As the cold weather hits and the season changes, one of the biggest shifts in behavior I see in the gym is a decline in cardio activity and an increase in weight.
Believe me, I understand. Its hard to drag yourself to the gym to do 30 minutes of cardio on a cold snowy day when all you want is to be nestled up with a nice big blanket surrounded by your favorite holiday comfort foods like chocolate chip cookies and peppermint mochas.
To ensure you don’t fall into the winter doldrums and keep the weight off for the holidays, here are some easy tips on keeping your cardio exciting during the holiday season.
Keep moving. While this may seem like a very simple tip, it proves to be very effective for losing weight. Recent studies have found that the more you move during non-exercise physical activity the more calories you can burn in a day. So what’s non-exercise physical activity? Try dancing while putting away the dishes or folding laundry. When on a work conference call or talking to a friend on your cell phone, stay standing or walk around the room. When leaving or entering your apartment building opt for taking the stairs instead of the elevator.
Do intervals. Intervals are a fantastic way to drop weight in a short amount of time. According to the “Journal of Obesity,” doing 90 minutes of interval training (interspersing various activities with rest periods) a week is the equivalent of doing five hours of cardio at the same speed and time (static cardio). Therefore, you should try doing 20-25 minutes of interval training four days out of the week. What’s even better is that almost all cardio machines come with the interval training option built in. All you have to do is find the option on the machine, set it and go.

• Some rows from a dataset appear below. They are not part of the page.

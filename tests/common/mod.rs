//! Shared fixtures: a config pointing both the token authority and the CRM at
//! one wiremock server, plus mocks for the happy paths.
#![allow(dead_code)]

use axum::body::Body;
use axum::http::{Request, Response};
use crm_account_gateway::config::Config;
use serde_json::{json, Value};
use wiremock::matchers::{body_partial_json, body_string_contains, method, path};
use wiremock::{Mock, MockServer, ResponseTemplate};

pub const TOKEN: &str = "token-123";
pub const TOKEN_PATH: &str = "/test-tenant/oauth2/v2.0/token";
pub const CONTACTS_PATH: &str = "/api/data/v9.0/contacts";

pub const STUDENT_GUID: &str = "11111111-2222-3333-4444-555555555555";
pub const FATHER_GUID: &str = "aaaaaaaa-0000-0000-0000-000000000001";
pub const MOTHER_GUID: &str = "bbbbbbbb-0000-0000-0000-000000000002";
pub const ACADEMIC_YEAR_ID: &str = "cccccccc-0000-0000-0000-000000000003";

pub fn test_config(server: &MockServer) -> Config {
    Config {
        tenant_id: "test-tenant".to_string(),
        client_id: "test-client".to_string(),
        client_secret: "test-secret".to_string(),
        crm_url: server.uri(),
        port: 8080,
        authority_host: server.uri(),
        crm_api_version: "v9.0".to_string(),
        crm_timeout_secs: 5,
        parent_link_ttl_secs: 3600,
        rollback_on_link_failure: true,
        rate_limit_per_second: 10,
        rate_limit_burst: 20,
    }
}

pub async fn mount_token(server: &MockServer) {
    Mock::given(method("POST"))
        .and(path(TOKEN_PATH))
        .and(body_string_contains("grant_type=client_credentials"))
        .respond_with(ResponseTemplate::new(200).set_body_json(json!({
            "token_type": "Bearer",
            "expires_in": 3599,
            "access_token": TOKEN
        })))
        .mount(server)
        .await;
}

/// Answers contact creations whose body contains `matching` with `guid`.
pub async fn mount_create_contact(server: &MockServer, matching: Value, guid: &str) {
    Mock::given(method("POST"))
        .and(path(CONTACTS_PATH))
        .and(body_partial_json(matching))
        .respond_with(created(server, guid))
        .mount(server)
        .await;
}

pub fn created(server: &MockServer, guid: &str) -> ResponseTemplate {
    ResponseTemplate::new(204).insert_header(
        "Location",
        format!("{}/api/data/v9.0/contacts({})", server.uri(), guid).as_str(),
    )
}

pub async fn mount_patch_ok(server: &MockServer) {
    Mock::given(method("PATCH"))
        .respond_with(ResponseTemplate::new(204))
        .mount(server)
        .await;
}

pub fn teacher_body() -> Value {
    json!({
        "firstName": "Lina",
        "lastName": "Khoury",
        "email": "lina@example.com",
        "new_graduationuniversity": "AUB"
    })
}

pub fn student_body() -> Value {
    json!({
        "firstName": "Adam",
        "lastName": "Khoury",
        "new_type": "100000000",
        "gendercode": "1",
        "new_chronicdiseases": "None",
        "birthdate": "2015-04-02",
        "new_nationalid": "9988776655",
        "new_assignedinanoherschool": "No",
        "new_previousassignedschool": "Green Hills",
        "new_transferreason": "Relocation",
        "new_ageatnexteducationalyear": "10",
        "academicYearId": ACADEMIC_YEAR_ID
    })
}

pub fn parent_body(gendercode: &str) -> Value {
    json!({
        "firstName": "Karim",
        "lastName": "Khoury",
        "email": "karim@example.com",
        "telephone1": "+96170000000",
        "gendercode": gendercode,
        "familystatuscode": "2",
        "new_academicqualification": "Bachelor",
        "jobtitle": "Engineer",
        "new_jobplace": "Beirut"
    })
}

pub fn post_json(uri: &str, body: &Value, session: Option<&str>) -> Request<Body> {
    let mut builder = Request::builder()
        .method("POST")
        .uri(uri)
        .header("content-type", "application/json");
    if let Some(session) = session {
        builder = builder.header("x-session-id", session);
    }
    builder.body(Body::from(body.to_string())).unwrap()
}

pub async fn json_body(response: Response<Body>) -> Value {
    let bytes = axum::body::to_bytes(response.into_body(), usize::MAX)
        .await
        .unwrap();
    serde_json::from_slice(&bytes).unwrap()
}

/// PATCH requests the CRM received, as (path, body) pairs in arrival order.
pub async fn patches(server: &MockServer) -> Vec<(String, Value)> {
    server
        .received_requests()
        .await
        .unwrap_or_default()
        .into_iter()
        .filter(|r| r.method.as_str() == "PATCH")
        .map(|r| {
            (
                r.url.path().to_string(),
                serde_json::from_slice(&r.body).unwrap_or(Value::Null),
            )
        })
        .collect()
}

pub async fn count_requests(server: &MockServer, verb: &str, request_path: &str) -> usize {
    server
        .received_requests()
        .await
        .unwrap_or_default()
        .iter()
        .filter(|r| r.method.as_str() == verb && r.url.path() == request_path)
        .count()
}
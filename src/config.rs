use std::fmt;

const DEFAULT_AUTHORITY_HOST: &str = "https://login.microsoftonline.com";
const DEFAULT_API_VERSION: &str = "v9.0";

/// Parent links are a short-lived convenience; 30 days is plenty.
pub const MAX_PARENT_LINK_TTL_SECS: u64 = 30 * 24 * 3600;

#[derive(Clone)]
pub struct Config {
    pub tenant_id: String,
    pub client_id: String,
    pub client_secret: String,
    /// CRM base URL without trailing slash, e.g. `https://org.crm4.dynamics.com`.
    pub crm_url: String,
    pub port: u16,
    /// Token authority, overridable so tests can point at a mock server.
    pub authority_host: String,
    pub crm_api_version: String,
    pub crm_timeout_secs: u64,
    pub parent_link_ttl_secs: u64,
    /// Delete the freshly created student when a later lookup link fails.
    pub rollback_on_link_failure: bool,
    pub rate_limit_per_second: u64,
    pub rate_limit_burst: u32,
}

// Hand-written so the client secret never reaches the logs.
impl fmt::Debug for Config {
    fn fmt(&self, f: &mut fmt::Formatter<'_>) -> fmt::Result {
        f.debug_struct("Config")
            .field("tenant_id", &self.tenant_id)
            .field("client_id", &self.client_id)
            .field("client_secret", &"[REDACTED]")
            .field("crm_url", &self.crm_url)
            .field("port", &self.port)
            .field("authority_host", &self.authority_host)
            .field("crm_api_version", &self.crm_api_version)
            .field("crm_timeout_secs", &self.crm_timeout_secs)
            .field("parent_link_ttl_secs", &self.parent_link_ttl_secs)
            .field("rollback_on_link_failure", &self.rollback_on_link_failure)
            .field("rate_limit_per_second", &self.rate_limit_per_second)
            .field("rate_limit_burst", &self.rate_limit_burst)
            .finish()
    }
}

impl Config {
    pub fn from_env() -> anyhow::Result<Self> {
        dotenvy::dotenv().ok();

        let config = Self {
            tenant_id: required("TENANT_ID")?,
            client_id: required("CLIENT_ID")?,
            client_secret: required("CLIENT_SECRET")?,
            crm_url: required("CRM_URL").and_then(|url| validate_base_url("CRM_URL", url))?,
            port: parsed_or("PORT", 8080, "PORT must be a valid number between 1-65535")?,
            authority_host: std::env::var("AUTHORITY_HOST")
                .ok()
                .filter(|s| !s.trim().is_empty())
                .map(|url| validate_base_url("AUTHORITY_HOST", url))
                .transpose()?
                .unwrap_or_else(|| DEFAULT_AUTHORITY_HOST.to_string()),
            crm_api_version: std::env::var("CRM_API_VERSION")
                .ok()
                .filter(|s| !s.trim().is_empty())
                .unwrap_or_else(|| DEFAULT_API_VERSION.to_string()),
            crm_timeout_secs: parsed_or(
                "CRM_TIMEOUT_SECS",
                30,
                "CRM_TIMEOUT_SECS must be a positive number of seconds",
            )?,
            parent_link_ttl_secs: parsed_or(
                "PARENT_LINK_TTL_SECS",
                3600,
                "PARENT_LINK_TTL_SECS must be a positive number of seconds",
            )?,
            rollback_on_link_failure: parsed_or(
                "STUDENT_ROLLBACK_ON_LINK_FAILURE",
                true,
                "STUDENT_ROLLBACK_ON_LINK_FAILURE must be true or false",
            )?,
            rate_limit_per_second: parsed_or(
                "RATE_LIMIT_PER_SECOND",
                10,
                "RATE_LIMIT_PER_SECOND must be a positive number",
            )?,
            rate_limit_burst: parsed_or(
                "RATE_LIMIT_BURST",
                20,
                "RATE_LIMIT_BURST must be a positive number",
            )?,
        };

        config.validate_limits()?;

        // Log successful configuration load (without sensitive values)
        tracing::info!("Configuration loaded successfully");
        tracing::debug!("CRM URL: {}", config.crm_url);
        tracing::debug!("Authority host: {}", config.authority_host);
        tracing::debug!("Tenant: {}", config.tenant_id);
        tracing::debug!("Server Port: {}", config.port);

        Ok(config)
    }

    /// Rejects numeric settings that would break the HTTP client, the
    /// parent-link cache or the rate limiter at startup.
    pub fn validate_limits(&self) -> anyhow::Result<()> {
        if self.crm_timeout_secs == 0 {
            anyhow::bail!("CRM_TIMEOUT_SECS must be greater than zero");
        }
        if self.parent_link_ttl_secs == 0 || self.parent_link_ttl_secs > MAX_PARENT_LINK_TTL_SECS
        {
            anyhow::bail!(
                "PARENT_LINK_TTL_SECS must be between 1 and {}",
                MAX_PARENT_LINK_TTL_SECS
            );
        }
        if self.rate_limit_per_second == 0 || self.rate_limit_burst == 0 {
            anyhow::bail!("Rate limit settings must be greater than zero");
        }
        Ok(())
    }

    /// Base of the CRM Web API, e.g. `https://org.crm.dynamics.com/api/data/v9.0`.
    pub fn crm_api_base(&self) -> String {
        format!("{}/api/data/{}", self.crm_url, self.crm_api_version)
    }

    pub fn token_url(&self) -> String {
        format!(
            "{}/{}/oauth2/v2.0/token",
            self.authority_host, self.tenant_id
        )
    }

    /// Client-credential scope covering every permission granted on the CRM.
    pub fn token_scope(&self) -> String {
        format!("{}/.default", self.crm_url)
    }
}

fn required(name: &str) -> anyhow::Result<String> {
    let value = std::env::var(name)
        .map_err(|_| anyhow::anyhow!("{} environment variable required", name))?;
    if value.trim().is_empty() {
        anyhow::bail!("{} cannot be empty", name);
    }
    Ok(value)
}

fn parsed_or<T: std::str::FromStr>(name: &str, default: T, message: &str) -> anyhow::Result<T> {
    match std::env::var(name) {
        Ok(raw) if !raw.trim().is_empty() => raw
            .trim()
            .parse()
            .map_err(|_| anyhow::anyhow!("{}", message)),
        _ => Ok(default),
    }
}

fn validate_base_url(name: &str, url: String) -> anyhow::Result<String> {
    if !url.starts_with("http://") && !url.starts_with("https://") {
        anyhow::bail!("{} must start with http:// or https://", name);
    }
    Ok(url.trim_end_matches('/').to_string())
}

Use your body weight. Who says you need a cardio machine to have a great cardio workout? Using your own body weight is one of the best, if not the best tool you have in the toolbox for losing weight. Why? When you do exercises that involve your body weight, you and end up engaging a variety of different muscle groups and planes of movement, which in turn makes your body have to think more and burn more calories at the same time. I love a body weight workout I created called the “J” workout. It includes exercises with word “jump” in. I do four sets of each of the following exercises at one minute per exercise with no breaks in between — jumping jacks, jump rope, split jumps and box jumps.
Change your cardio machine. One of the worse patterns that I see people fall into at the gym is doing the same cardio machine for the same amount of time at the same speed every day. After about three or four weeks, your body’s muscle memory pattern adapts to what you are doing and in turn, you burn less calories and fat. Therefore, you should try doing a different cardio machine every day for a week. For instance, I did the stair master, elliptical, row machine, treadmill, ski urg and stationary bike last week. Try them all on different days.
Slow and steady wins the race. This a great bit of advice for anyone who is building up to do a 5K or half marathon over the winter months. Increase both your time and speed in small increments everyday for 30 days. For example, try starting at a base speed of 4.5 and a time of 15 minutes. The next day increase to a speed of 5 and a time 16 minutes. Everyday increase the speed by .5 and the time by one minute. This approach will keep you focused and fit during the winter months.